Though closely tied with the fifth movie, “Fallout” feels like a standalone entity rather than just a footnote to “Rogue Nation.” Seeing the previous movie may be useful, but McQuarrie’s writing quickly catches the uninitiated up to speed in the midst of the most involved plot since that of the original film. I was refreshed to see an action movie that demands viewers listen to the dialogue between its scenes of white-knuckle brawling, fast-paced vehicle chases, and incredible stunt work.

Visually, the movie is an absolute stunner. Part of the fun of spy movies is seeing foreign locales, and McQuarrie captures European cityscapes and the natural vistas of Kashmir with a breathtaking sweep. He also proves he’s one of the best action directors around, filming Cruise’s stunts and fight scenes with complete clarity no matter how frenetic or violent the action.

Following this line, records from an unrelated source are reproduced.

//! Decides what sits on top of the main shell
//!
//! Z-order, top first: player, search, detail. Only the top overlay gets
//! input; the view draws every layer bottom-up.

use super::navigation::Navigator;
use super::playback::PlaybackSession;
use super::types::{Detail, Screen, Tab};

#[derive(Clone, Debug, PartialEq, Eq)]
pub enum Overlay {
    Player,
    Search,
    Detail(Detail),
}

#[derive(Clone, Debug, PartialEq, Eq)]
pub struct Presentation {
    pub screen: Screen,
    pub tab: Option<Tab>,
    /// Every visible overlay, bottom layer first
    pub overlays: Vec<Overlay>,
    pub mini_player: bool,
}

impl Presentation {
    pub fn derive(nav: &Navigator, playback: &PlaybackSession) -> Self {
        let screen = nav.screen();
        if screen != Screen::Main {
            return Self {
                screen,
                tab: None,
                overlays: Vec::new(),
                mini_player: false,
            };
        }

        let mut overlays = Vec::new();
        if let Some(detail) = nav.detail() {
            overlays.push(Overlay::Detail(detail.clone()));
        }
        if nav.search_open() {
            overlays.push(Overlay::Search);
        }
        if playback.player_visible() {
            overlays.push(Overlay::Player);
        }

        Self {
            screen,
            tab: nav.active_tab(),
            mini_player: playback.current_track().is_some() && !playback.player_visible(),
            overlays,
        }
    }

    /// The overlay that receives input
    pub fn top(&self) -> Option<&Overlay> {
        self.overlays.last()
    }
}
//! View module - UI rendering
//!
//! This module handles all UI rendering for the application using ratatui.
//! Views are pure functions of the model; nothing here mutates state.
//! It is organized into submodules by component type:
//!
//! - `theme`: Color palettes
//! - `utils`: Shared utility functions (formatting, scrollable lists)
//! - `layout`: Header and bottom navigation
//! - `screens`: Splash, onboarding and tab bodies
//! - `progress`: Mini-player and progress gauge
//! - `overlays`: Player, search, detail screens, help popup

mod theme;
mod utils;
mod layout;
mod screens;
mod progress;
mod overlays;

use ratatui::{
    layout::{Constraint, Direction, Layout},
    Frame,
};

use crate::model::{AppModel, Overlay, Screen};

pub use theme::Palette;

pub struct AppView;

impl AppView {
    pub fn render(frame: &mut Frame, model: &AppModel, palette: &Palette) {
        let presentation = model.presentation();

        match presentation.screen {
            Screen::Splash => screens::render_splash(frame, palette),
            Screen::Onboarding => screens::render_onboarding(frame, model, palette),
            Screen::Main => {
                let mini_height = if presentation.mini_player { 3 } else { 0 };
                let chunks = Layout::default()
                    .direction(Direction::Vertical)
                    .constraints([
                        Constraint::Length(3),           // Header
                        Constraint::Min(0),              // Tab body
                        Constraint::Length(mini_height), // Mini-player
                        Constraint::Length(3),           // Bottom navigation
                    ])
                    .split(frame.area());

                let tab = presentation.tab.unwrap_or_default();
                layout::render_header(frame, chunks[0], palette);
                screens::render_tab_body(frame, chunks[1], model, tab, palette);
                if presentation.mini_player {
                    progress::render_mini_player(frame, chunks[2], &model.playback, palette);
                }
                layout::render_bottom_nav(frame, chunks[3], tab, palette);

                // Bottom layer first so the top overlay ends up drawn last
                for overlay in &presentation.overlays {
                    match overlay {
                        Overlay::Detail(detail) => overlays::render_detail(frame, model, detail, palette),
                        Overlay::Search => overlays::render_search(frame, model, palette),
                        Overlay::Player => overlays::render_player(frame, model, palette),
                    }
                }
            }
        }

        if let Some(message) = model.notice() {
            overlays::render_notice(frame, message, palette);
        }

        if model.ui.show_help {
            overlays::render_help_popup(frame, palette);
        }
    }
}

Between an incredible stunt where Cruise climbs a rope attaching a payload to a helicopter hundreds of feet in the air and an absolutely brutal fight scene where Ethan and takes on the suspected John Lark, “Fallout” contains some of the series’ most jaw-dropping moments.  

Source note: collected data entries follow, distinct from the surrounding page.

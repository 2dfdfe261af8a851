//! Layout rendering (header, bottom navigation)

use ratatui::{
    layout::{Constraint, Direction, Layout, Rect},
    style::{Modifier, Style},
    text::{Line, Span},
    widgets::{Block, Borders, Padding, Paragraph},
    Frame,
};

use crate::model::Tab;
use super::theme::Palette;

pub fn render_header(frame: &mut Frame, area: Rect, palette: &Palette) {
    let chunks = Layout::default()
        .direction(Direction::Horizontal)
        .constraints([
            Constraint::Length(16), // Logo
            Constraint::Min(0),     // Search prompt
            Constraint::Length(14), // Profile shortcut
        ])
        .split(area);

    let logo = Paragraph::new(Line::from(vec![
        Span::styled(" S ", Style::default().fg(palette.background).bg(palette.accent)),
        Span::styled(" Sublyme", palette.title()),
    ]))
    .block(Block::default().borders(Borders::ALL).border_style(palette.border(false)));
    frame.render_widget(logo, chunks[0]);

    let search = Paragraph::new("/  What do you want to manifest?")
        .style(Style::default().fg(palette.muted))
        .block(
            Block::default()
                .borders(Borders::ALL)
                .padding(Padding::horizontal(1))
                .border_style(palette.border(false)),
        );
    frame.render_widget(search, chunks[1]);

    let profile = Paragraph::new("p  Creator")
        .style(Style::default().fg(palette.accent_alt))
        .block(Block::default().borders(Borders::ALL).border_style(palette.border(false)));
    frame.render_widget(profile, chunks[2]);
}

pub fn render_bottom_nav(frame: &mut Frame, area: Rect, active: Tab, palette: &Palette) {
    let mut spans = Vec::new();
    for (i, tab) in Tab::ALL.iter().enumerate() {
        let style = if *tab == active {
            Style::default().fg(palette.accent).add_modifier(Modifier::BOLD)
        } else {
            Style::default().fg(palette.muted)
        };
        spans.push(Span::styled(format!(" {} {} ", i + 1, tab.label()), style));
        if i + 1 < Tab::ALL.len() {
            spans.push(Span::styled("│", Style::default().fg(palette.muted)));
        }
    }

    let nav = Paragraph::new(Line::from(spans).centered())
        .block(Block::default().borders(Borders::ALL).border_style(palette.border(false)));
    frame.render_widget(nav, area);
}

For all its technical glory, what ultimately makes “Fallout” a rewarding watch is the chemistry and camaraderie between the IMF team. If this movie has a theme, it’s the friends versus mission dilemma, and one can see why Ethan always wants to save his teammates. Ving Rhames as Luther Stickell gives the movie its heart and has a particularly touching moment that refers back to his many adventures with Ethan Hunt. Simon Pegg provides well-timed comic relief as greenhorn field agent Benji Dunn and fans of the series can’t help but admire his character struggling through field work since first seeing him as the nebbish computer guy in “Mission Impossible 3.” Rebecca Ferguson returns in her “Rogue Nation” role of MI6 agent Isla Faust and has great platonic chemistry with Cruise that just toes the romantic line. Cruise is the star everyone pays to see, but the lofty extent to which he goes to entertain would mean little without such a good cast to work off of during the quiet scenes.

Where the “Mission Impossible” movies have long fallen short of the James Bond series is with its villains, often serviceable to the plot rather than memorable characters. That said, “Fallout” gives us better than usual. Sean Harris returns as snakey-voiced terrorist mastermind Solomon Lane and his way of talking immediately makes him a guy you love to hate. Whereas “Rogue Nation” didn’t spend too much time on his philosophy, “Fallout” delves further into this, portraying him as an anarchist longing for the destruction of the current world order after becoming disillusioned working for British intelligence.

Anybody who has seen the trailers already knows that Cavill’s character will eventually be revealed as an antagonist, and the movie doesn’t really try to hide it. Cavill is often a wooden actor, but here he’s aptly cast as a brute, a “hammer” to the “scalpel” that is Ethan Hunt. The two share a convincing onscreen rivalry and he’s the first antagonist that seems like a physical threat to Ethan. Though Walker at one point mentions how many times Ethan Hunt has been betrayed and disavowed by his own government, the movie fortunately doesn’t ever attempt any half-baked moral grey area subversion or suggest that the anarchists have a point. It’s always on the side of what Solomon Lane calls Ethan Hunt’s “pathetic morality.”    

Other than James Bond, I can’t think of another major movie franchise with as strong a sixth entry as “Mission Impossible.” I’m delighted that the success of “Mission Impossible: Fallout” pretty much ensures a “Mission Impossible 7,” but I’m a little concerned that Cruise may die trying to top this one.